The travellers proceeded on foot through a dense forest, which, luckily for Dol, had little undergrowth and mostly a soft carpet of moss or dry pine needles. Still they had plenty of climbing over windfalls, with many rough pokes and jibes from forward boughs and rotten limbs, to rob the way of sameness. Through this labyrinth they were safely piloted by Uncle Eb and Joe, the latter with his compass in his hand, and the former simply studying the “Indian’s compass,” which is observing how the moss grows upon the tree-trunks, there being always a greater quantity on the side which faces north.
Before nightfall they reached another log cabin, tenanted by a man who had just settled down for the purpose of clearing up a farm. Here they were lodged for the night, without trouble of making camp.
The third day of their journey was marked by two sensations. They halted for a short rest at a point where there was an extensive break in the forest. Scarcely had they emerged from the gloom of a dense growth of cedars, when Dol exclaimed.—
“Good gracious! That looks as if people had been building a jolly high railroad out here.”
On the right rose a bare, steep ridge of sand and gravel, nearly ninety feet in height, and closely resembling a railway embankment.
“Well, boy,” laughed Dr. Phil, “if that’s a railroad, Nature built it, and by a mighty curious process too. The sand, rocks, and gravel of which it is mostly formed must have been swept here by a great rush of waters that once prevailed over this land. We call the ridge a ‘Horseback.’ If you like, we’ll climb to the top of it, after we’ve had our snack [lunch], and you can get a peep at the surrounding country.”

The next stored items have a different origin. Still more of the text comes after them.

// ============================================================================
// Core Actor Abstractions
// ============================================================================
//
// Generic, reusable actor traits and types.
//
// ============================================================================

pub mod health;

// Re-export core types
pub use health::*;
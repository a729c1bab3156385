//! ContextModel trait: the text-completion capabilities the selection core
//! needs from an LLM.
//!
//! Three single-shot capabilities, each taking a fully rendered prompt:
//! - `summarize`: compress a conversation into a short running summary
//! - `select_files`: answer the context negotiation protocol
//! - `judge_similarity`: pick a near-duplicate cached request, or none
//!
//! Prompt construction and response parsing live with the callers; an
//! implementation only moves text to a model and back. Fakes implementing
//! this trait drive the selection tests deterministically.

use crate::error::ProviderError;
use async_trait::async_trait;
use serde::{Deserialize, Serialize};

/// A two-part prompt: system instructions plus one user turn.
#[derive(Debug, Clone, PartialEq, Eq, Serialize, Deserialize)]
pub struct Prompt {
    pub system: String,
    pub user: String,
}

impl Prompt {
    pub fn new(system: impl Into<String>, user: impl Into<String>) -> Self {
        Self {
            system: system.into(),
            user: user.into(),
        }
    }
}

/// Raw model output plus what it cost.
#[derive(Debug, Clone, PartialEq, Eq, Serialize, Deserialize)]
pub struct Completion {
    pub text: String,

    /// Total tokens reported by the backend (0 when unknown)
    #[serde(default)]
    pub tokens_used: u32,
}

impl Completion {
    pub fn new(text: impl Into<String>, tokens_used: u32) -> Self {
        Self {
            text: text.into(),
            tokens_used,
        }
    }
}

#[async_trait]
pub trait ContextModel: Send + Sync {
    /// Produce a compact running summary of a conversation.
    async fn summarize(&self, prompt: &Prompt) -> Result<Completion, ProviderError>;

    /// Answer a context negotiation prompt with include/exclude directives.
    async fn select_files(&self, prompt: &Prompt) -> Result<Completion, ProviderError>;

    /// Judge whether a request matches one of the numbered candidates.
    async fn judge_similarity(&self, prompt: &Prompt) -> Result<Completion, ProviderError>;
}
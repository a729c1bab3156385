//! Cache metrics for filescope.
//!
//! Process-wide, monotonic counters for cache hits and misses, negotiation
//! outcomes and arbiter degradations, plus the per-entry cost model
//! (selection latency and tokens) that the TTL sweep aggregates on eviction.

pub mod metrics;
pub mod model;

pub use metrics::CacheMetrics;
pub use model::{EntryCost, MetricsSnapshot, SweepReport};
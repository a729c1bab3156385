//! Provider router: selects the correct LLM provider based on config.
//!
//! Handles provider creation and lookup by name.

use crate::openai_compat::OpenAiCompatProvider;
use filescope_core::provider::Provider;
use std::collections::HashMap;
use std::sync::Arc;
use tracing::warn;

/// Routes LLM requests to the correct provider.
pub struct ProviderRouter {
    providers: HashMap<String, Arc<dyn Provider>>,
    default_provider: String,
}

impl ProviderRouter {
    /// Create a new router with a default provider.
    pub fn new(default_provider: impl Into<String>) -> Self {
        Self {
            providers: HashMap::new(),
            default_provider: default_provider.into(),
        }
    }

    /// Register a provider.
    pub fn register(&mut self, name: impl Into<String>, provider: Arc<dyn Provider>) {
        self.providers.insert(name.into(), provider);
    }

    /// Get the default provider.
    pub fn default(&self) -> Option<Arc<dyn Provider>> {
        self.providers.get(&self.default_provider).cloned()
    }

    /// Get a specific provider by name.
    pub fn get(&self, name: &str) -> Option<Arc<dyn Provider>> {
        self.providers.get(name).cloned()
    }
}

/// Build providers from configuration.
///
/// A provider with neither an `api_url` nor a well-known name is skipped.
pub fn build_from_config(config: &filescope_config::AppConfig) -> ProviderRouter {
    let mut router = ProviderRouter::new(&config.default_provider);

    for (name, provider_config) in &config.providers {
        let api_key = provider_config
            .api_key
            .clone()
            .or_else(|| config.api_key.clone())
            .unwrap_or_default();

        let Some(base_url) = provider_config
            .api_url
            .clone()
            .or_else(|| default_base_url(name).map(String::from))
        else {
            warn!(provider = %name, "Unknown provider without api_url, skipped");
            continue;
        };

        router.register(
            name.clone(),
            Arc::new(OpenAiCompatProvider::new(name, &base_url, &api_key)),
        );
    }

    // Ensure a well-known default provider exists even if not configured
    if router.get(&config.default_provider).is_none() {
        match default_base_url(&config.default_provider) {
            Some(base_url) => {
                let api_key = config.api_key.clone().unwrap_or_default();
                router.register(
                    config.default_provider.clone(),
                    Arc::new(OpenAiCompatProvider::new(
                        &config.default_provider,
                        base_url,
                        &api_key,
                    )),
                );
            }
            None => warn!(
                provider = %config.default_provider,
                "Default provider is unknown and has no api_url configured"
            ),
        }
    }

    router
}

/// Base URL of a well-known provider.
fn default_base_url(provider_name: &str) -> Option<&'static str> {
    let url = match provider_name {
        "openrouter" => "https://openrouter.ai/api/v1",
        "openai" => "https://api.openai.com/v1",
        "ollama" => "http://localhost:11434/v1",
        "deepseek" => "https://api.deepseek.com/v1",
        "groq" => "https://api.groq.com/openai/v1",
        "together" => "https://api.together.xyz/v1",
        "vllm" => "http://localhost:8000/v1",
        "llamacpp" | "llama.cpp" => "http://localhost:8080/v1",
        _ => return None,
    };
    Some(url)
}
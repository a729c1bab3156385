//! Conversation summarizer with a literal fallback.
//!
//! Used when the caller supplies no precomputed summary. A failed or empty
//! summary never aborts a selection; the configured fallback text is used
//! instead.

use crate::key::strip_routing_tags;
use filescope_core::error::SelectionError;
use filescope_core::message::{Message, Role};
use filescope_core::model::{ContextModel, Prompt};
use std::sync::Arc;
use std::time::Duration;
use tracing::warn;

/// Default text used when no summary can be produced.
pub const DEFAULT_FALLBACK: &str = filescope_config::DEFAULT_SUMMARY_FALLBACK;

/// Only the tail of a conversation is shown to the summarizer.
const MAX_TRANSCRIPT_MESSAGES: usize = 20;

const SYSTEM_PROMPT: &str = "Summarize the conversation between a developer and a coding assistant \
in a few sentences. Focus on what is being built, which parts of the project were discussed, and \
what the developer wants next. Reply with the summary only.";

pub struct Summarizer {
    model: Arc<dyn ContextModel>,
    timeout: Option<Duration>,
    fallback: String,
}

impl Summarizer {
    pub fn new(model: Arc<dyn ContextModel>) -> Self {
        Self {
            model,
            timeout: None,
            fallback: DEFAULT_FALLBACK.to_string(),
        }
    }

    pub fn with_timeout(mut self, timeout: Option<Duration>) -> Self {
        self.timeout = timeout;
        self
    }

    pub fn with_fallback(mut self, fallback: impl Into<String>) -> Self {
        self.fallback = fallback.into();
        self
    }

    /// Summarize, or fail with `SummaryGenerationFailed`.
    pub async fn try_summarize(&self, messages: &[Message]) -> Result<String, SelectionError> {
        let prompt = build_prompt(messages);
        let call = self.model.summarize(&prompt);

        let completion = match self.timeout {
            Some(limit) => tokio::time::timeout(limit, call).await.map_err(|_| {
                SelectionError::SummaryGenerationFailed(format!(
                    "timed out after {}s",
                    limit.as_secs_f32()
                ))
            })?,
            None => call.await,
        }
        .map_err(|e| SelectionError::SummaryGenerationFailed(e.to_string()))?;

        let summary = completion.text.trim();
        if summary.is_empty() {
            return Err(SelectionError::SummaryGenerationFailed(
                "model returned an empty summary".into(),
            ));
        }
        Ok(summary.to_string())
    }

    /// Summarize, degrading to the fallback text on any failure.
    pub async fn summarize(&self, messages: &[Message]) -> String {
        match self.try_summarize(messages).await {
            Ok(summary) => summary,
            Err(e) => {
                warn!(error = %e, "Using fallback conversation summary");
                self.fallback.clone()
            }
        }
    }
}

/// Transcript of the last messages, system turns skipped, routing tags removed.
pub fn build_prompt(messages: &[Message]) -> Prompt {
    let visible: Vec<&Message> = messages.iter().filter(|m| m.role != Role::System).collect();
    let tail = &visible[visible.len().saturating_sub(MAX_TRANSCRIPT_MESSAGES)..];

    let mut transcript = String::new();
    for message in tail {
        let speaker = match message.role {
            Role::User => "Developer",
            Role::Assistant => "Assistant",
            Role::System => continue,
        };
        let text = strip_routing_tags(&message.text());
        if text.is_empty() {
            continue;
        }
        transcript.push_str(&format!("{speaker}: {text}\n\n"));
    }

    if transcript.is_empty() {
        transcript.push_str("(empty conversation)\n");
    }
    Prompt::new(SYSTEM_PROMPT, transcript.trim_end().to_string())
}
//! The context-selection cache: decides, on every assistant turn, which
//! project files go into the next model invocation.
//!
//! A turn flows through these stages:
//!
//! 1. **Derive a key** from the last user message and the project file set
//! 2. **Exact lookup** in the TTL cache store
//! 3. **Similarity arbiter** (on miss): ask a model whether the request
//!    repeats one of the most recent cached requests
//! 4. **Context negotiation** (on arbiter miss): ask a model for a bounded
//!    include/exclude instruction set and apply it to the context buffer
//! 5. **Cache write** of the completed selection
//!
//! Only negotiation failures reach the caller. Cache bookkeeping, the
//! arbiter and the summarizer degrade instead of failing.

pub mod arbiter;
pub mod buffer;
pub mod clock;
pub mod engine;
pub mod ignore_filter;
pub mod key;
pub mod negotiator;
pub mod protocol;
pub mod provider_model;
pub mod store;
pub mod summarizer;

#[cfg(test)]
pub(crate) mod test_helpers;

pub use arbiter::SimilarityArbiter;
pub use buffer::ContextBuffer;
pub use clock::{Clock, ManualClock, SystemClock};
pub use engine::{ContextEngine, EngineSettings, SelectionOutcome, SelectionRequest, SelectionSource};
pub use ignore_filter::{IgnoreFilter, is_ignored};
pub use key::{CacheKey, derive_key, message_essence};
pub use negotiator::{ContextNegotiator, Negotiation};
pub use protocol::{SelectionInstruction, parse_selection};
pub use provider_model::ProviderModel;
pub use store::{CacheEntry, CacheStore, NewEntry, SimilarityCandidate, spawn_sweeper};
pub use summarizer::Summarizer;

So they did. The top was level, and wide enough for two carriages to drive abreast; and the view from it was one which could never be forgotten. Around them were millions of acres of forest land, beautiful with the contrasts of October; here dipping into a cedar valley, in the midst of which they saw the silver smile of a woodland lake, there rising into a hill crowned with towering pines, some of them over a hundred feet in height.
But, most thrilling sight of all, they beheld, only half a dozen miles away, rising in sublime grandeur against the sky, the mountain of mountains in Maine,—great Katahdin. They had caught glimpses of its curved line of peaks before. Now they saw its forests, and the rugged slides where avalanches of bowlders and earth from the top had ploughed heavily downward, sweeping away all growth.